Remo opened a can of Campbell’s chicken noodle soup for me and didn’t ask any questions. I was grateful for his sympathy even while most of what I wanted was just to be alone to lick my wounds. They were old wounds by now, but I guess the reason I was in so much pain was that what Barrett had said had made them bleed again…?
I don’t think Remo or I said more than a couple of words to each other that whole day. He talked a bit more to the staff at Claire’s new place than I did. They didn’t seem to mind I didn’t say much.

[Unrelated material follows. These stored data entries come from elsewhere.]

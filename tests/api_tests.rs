mod common;

use axum::{
    body::Bytes,
    http::{header, HeaderValue, StatusCode},
};
use serde_json::{json, Value};
use studymate::Subscription;
use uuid::Uuid;

use common::{card_json, create_cards, register, session_cookie, spawn_app, spawn_app_with, UNREACHABLE_PROVIDER};

// Auth

#[tokio::test]
async fn test_register_sets_http_only_cookie() {
    let app = spawn_app().await;

    let response = app
        .server
        .post("/api/auth/register")
        .json(&json!({ "name": "Ada", "email": "Ada@Example.com", "password": "secret123" }))
        .await;

    response.assert_status(StatusCode::CREATED);
    let set_cookie = response.header(header::SET_COOKIE);
    let set_cookie = set_cookie.to_str().unwrap();
    assert!(set_cookie.starts_with("auth-token="));
    assert!(set_cookie.contains("HttpOnly"));
    assert!(set_cookie.contains("Max-Age=604800"));

    let body: Value = response.json();
    assert_eq!(body["success"], true);
    assert_eq!(body["data"]["user"]["email"], "ada@example.com");
    assert!(body["data"]["user"].get("passwordHash").is_none());
}

#[tokio::test]
async fn test_register_validation_and_duplicates() {
    let app = spawn_app().await;

    let missing = app
        .server
        .post("/api/auth/register")
        .json(&json!({ "email": "a@b.co", "password": "secret123" }))
        .await;
    missing.assert_status(StatusCode::BAD_REQUEST);
    let body: Value = missing.json();
    assert_eq!(body["success"], false);
    assert!(body["data"].is_null());

    let short = app
        .server
        .post("/api/auth/register")
        .json(&json!({ "name": "A", "email": "a@b.co", "password": "123" }))
        .await;
    short.assert_status(StatusCode::BAD_REQUEST);

    register(&app.server, "dup@example.com").await;
    let duplicate = app
        .server
        .post("/api/auth/register")
        .json(&json!({ "name": "Again", "email": "DUP@example.com", "password": "secret123" }))
        .await;
    duplicate.assert_status(StatusCode::CONFLICT);
}

#[tokio::test]
async fn test_login_me_logout() {
    let app = spawn_app().await;
    register(&app.server, "flow@example.com").await;

    let wrong = app
        .server
        .post("/api/auth/login")
        .json(&json!({ "email": "flow@example.com", "password": "nope-nope" }))
        .await;
    wrong.assert_status(StatusCode::UNAUTHORIZED);

    let login = app
        .server
        .post("/api/auth/login")
        .json(&json!({ "email": "flow@example.com", "password": "secret123", "rememberMe": true }))
        .await;
    login.assert_status_ok();
    let remembered = login.header(header::SET_COOKIE);
    assert!(remembered.to_str().unwrap().contains("Max-Age=2592000"));
    let cookie = session_cookie(&login);

    let me = app
        .server
        .get("/api/auth/me")
        .add_header(header::COOKIE, cookie)
        .await;
    me.assert_status_ok();
    let body: Value = me.json();
    assert_eq!(body["data"]["user"]["email"], "flow@example.com");
    assert_eq!(body["data"]["user"]["subscription"], "free");

    let logout = app.server.post("/api/auth/logout").await;
    logout.assert_status_ok();
    assert!(logout.header(header::SET_COOKIE).to_str().unwrap().contains("Max-Age=0"));
}

#[tokio::test]
async fn test_protected_routes_require_session() {
    let app = spawn_app().await;

    app.server.get("/api/auth/me").await.assert_status(StatusCode::UNAUTHORIZED);
    app.server.get("/api/cards").await.assert_status(StatusCode::UNAUTHORIZED);
    app.server.post("/api/quiz/start").await.assert_status(StatusCode::UNAUTHORIZED);

    let forged = app
        .server
        .get("/api/cards")
        .add_header(header::COOKIE, HeaderValue::from_static("auth-token=not-a-jwt"))
        .await;
    forged.assert_status(StatusCode::UNAUTHORIZED);
    let body: Value = forged.json();
    assert_eq!(body["success"], false);
    assert_eq!(body["data"], Value::Null);
    assert_eq!(body["error"], "Invalid or expired session");

    let missing: Value = app.server.get("/api/auth/me").await.json();
    assert_eq!(missing["error"], "Not signed in");
}

#[tokio::test]
async fn test_password_reset_flow() {
    let app = spawn_app().await;
    register(&app.server, "reset@example.com").await;

    let unknown = app
        .server
        .post("/api/auth/forgot-password")
        .json(&json!({ "email": "ghost@example.com" }))
        .await;
    unknown.assert_status_ok();
    assert!(app.mailer.sent.lock().unwrap().is_empty());

    app.server
        .post("/api/auth/forgot-password")
        .json(&json!({ "email": "reset@example.com" }))
        .await
        .assert_status_ok();
    let token = app.mailer.last_token().expect("reset mail should be sent");

    app.server
        .post("/api/auth/reset-password")
        .json(&json!({ "token": "bogus", "password": "newsecret" }))
        .await
        .assert_status(StatusCode::BAD_REQUEST);

    app.server
        .post("/api/auth/reset-password")
        .json(&json!({ "token": token, "password": "newsecret" }))
        .await
        .assert_status_ok();

    app.server
        .post("/api/auth/login")
        .json(&json!({ "email": "reset@example.com", "password": "newsecret" }))
        .await
        .assert_status_ok();

    // Tokens are single use
    app.server
        .post("/api/auth/reset-password")
        .json(&json!({ "token": token, "password": "another1" }))
        .await
        .assert_status(StatusCode::BAD_REQUEST);
}

// Cards

#[tokio::test]
async fn test_card_crud() {
    let app = spawn_app().await;
    let (cookie, _) = register(&app.server, "crud@example.com").await;
    let ids = create_cards(&app.server, &cookie, &["Borrowing"]).await;
    let id = &ids[0];

    let get = app
        .server
        .get(&format!("/api/cards/{}", id))
        .add_header(header::COOKIE, cookie.clone())
        .await;
    get.assert_status_ok();
    let body: Value = get.json();
    assert_eq!(body["data"]["title"], "Borrowing");
    assert_eq!(body["data"]["reviewCount"], 0);
    assert_eq!(body["data"]["isFavorite"], false);

    let update = app
        .server
        .put(&format!("/api/cards/{}", id))
        .add_header(header::COOKIE, cookie.clone())
        .json(&json!({ "title": "Borrowing rules", "content": "One mutable or many shared", "difficulty": "hard" }))
        .await;
    update.assert_status_ok();
    let body: Value = update.json();
    assert_eq!(body["data"]["title"], "Borrowing rules");
    assert_eq!(body["data"]["difficulty"], "hard");
    assert_eq!(body["data"]["tags"], json!([]));
    assert_eq!(body["data"]["question"], "");

    let invalid = app
        .server
        .put(&format!("/api/cards/{}", id))
        .add_header(header::COOKIE, cookie.clone())
        .json(&json!({ "title": "", "content": "x" }))
        .await;
    invalid.assert_status(StatusCode::BAD_REQUEST);

    app.server
        .delete(&format!("/api/cards/{}", id))
        .add_header(header::COOKIE, cookie.clone())
        .await
        .assert_status_ok();
    app.server
        .get(&format!("/api/cards/{}", id))
        .add_header(header::COOKIE, cookie.clone())
        .await
        .assert_status(StatusCode::NOT_FOUND);
}

#[tokio::test]
async fn test_create_requires_cards_and_fields() {
    let app = spawn_app().await;
    let (cookie, _) = register(&app.server, "fields@example.com").await;

    app.server
        .post("/api/cards")
        .add_header(header::COOKIE, cookie.clone())
        .json(&json!({ "cards": [] }))
        .await
        .assert_status(StatusCode::BAD_REQUEST);

    app.server
        .post("/api/cards")
        .add_header(header::COOKIE, cookie.clone())
        .json(&json!({ "cards": [card_json("ok"), { "title": "no content" }] }))
        .await
        .assert_status(StatusCode::BAD_REQUEST);

    // Nothing from the rejected batch was written
    let list = app
        .server
        .get("/api/cards")
        .add_header(header::COOKIE, cookie)
        .await;
    let body: Value = list.json();
    assert_eq!(body["data"]["pagination"]["totalCount"], 0);
}

#[tokio::test]
async fn test_cards_are_isolated_between_users() {
    let app = spawn_app().await;
    let (alice, _) = register(&app.server, "alice@example.com").await;
    let (bob, _) = register(&app.server, "bob@example.com").await;
    let ids = create_cards(&app.server, &alice, &["Alice's card"]).await;
    let id = &ids[0];

    app.server
        .get(&format!("/api/cards/{}", id))
        .add_header(header::COOKIE, bob.clone())
        .await
        .assert_status(StatusCode::NOT_FOUND);
    app.server
        .put(&format!("/api/cards/{}", id))
        .add_header(header::COOKIE, bob.clone())
        .json(&card_json("hijacked"))
        .await
        .assert_status(StatusCode::NOT_FOUND);
    app.server
        .delete(&format!("/api/cards/{}", id))
        .add_header(header::COOKIE, bob.clone())
        .await
        .assert_status(StatusCode::NOT_FOUND);
    app.server
        .post("/api/cards/favorites")
        .add_header(header::COOKIE, bob.clone())
        .json(&json!({ "cardId": id }))
        .await
        .assert_status(StatusCode::NOT_FOUND);

    let bobs: Value = app
        .server
        .get("/api/cards")
        .add_header(header::COOKIE, bob)
        .await
        .json();
    assert_eq!(bobs["data"]["cards"], json!([]));

    let alices: Value = app
        .server
        .get(&format!("/api/cards/{}", id))
        .add_header(header::COOKIE, alice)
        .await
        .json();
    assert_eq!(alices["data"]["title"], "Alice's card");
}

#[tokio::test]
async fn test_free_tier_quota_rejects_whole_batch() {
    let app = spawn_app_with(UNREACHABLE_PROVIDER, 3).await;
    let (cookie, user) = register(&app.server, "quota@example.com").await;
    create_cards(&app.server, &cookie, &["a", "b"]).await;

    let over = app
        .server
        .post("/api/cards")
        .add_header(header::COOKIE, cookie.clone())
        .json(&json!({ "cards": [card_json("c"), card_json("d")] }))
        .await;
    over.assert_status(StatusCode::FORBIDDEN);

    let list: Value = app
        .server
        .get("/api/cards")
        .add_header(header::COOKIE, cookie.clone())
        .await
        .json();
    assert_eq!(list["data"]["pagination"]["totalCount"], 2);

    // Pro accounts are unlimited
    let user_id = Uuid::parse_str(user["id"].as_str().unwrap()).unwrap();
    app.db.set_subscription(user_id, Subscription::Pro).await.unwrap();
    create_cards(&app.server, &cookie, &["c", "d", "e"]).await;
}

Neither did Claire. She was feeling exhausted from a restless night’s sleep in a new bed and was content to just sit with me. Now that she wasn’t hooked up to any IVs or monitors, she could move more freely. We sat on a wicker couch-type thing inside a screen porch surrounded by a flower garden.
At one point she said, “You know, I thought I’d be bored. But it’s like my brain knows that all my energy should go into things like breathing. Breathing is a completely absorbing hobby right now.”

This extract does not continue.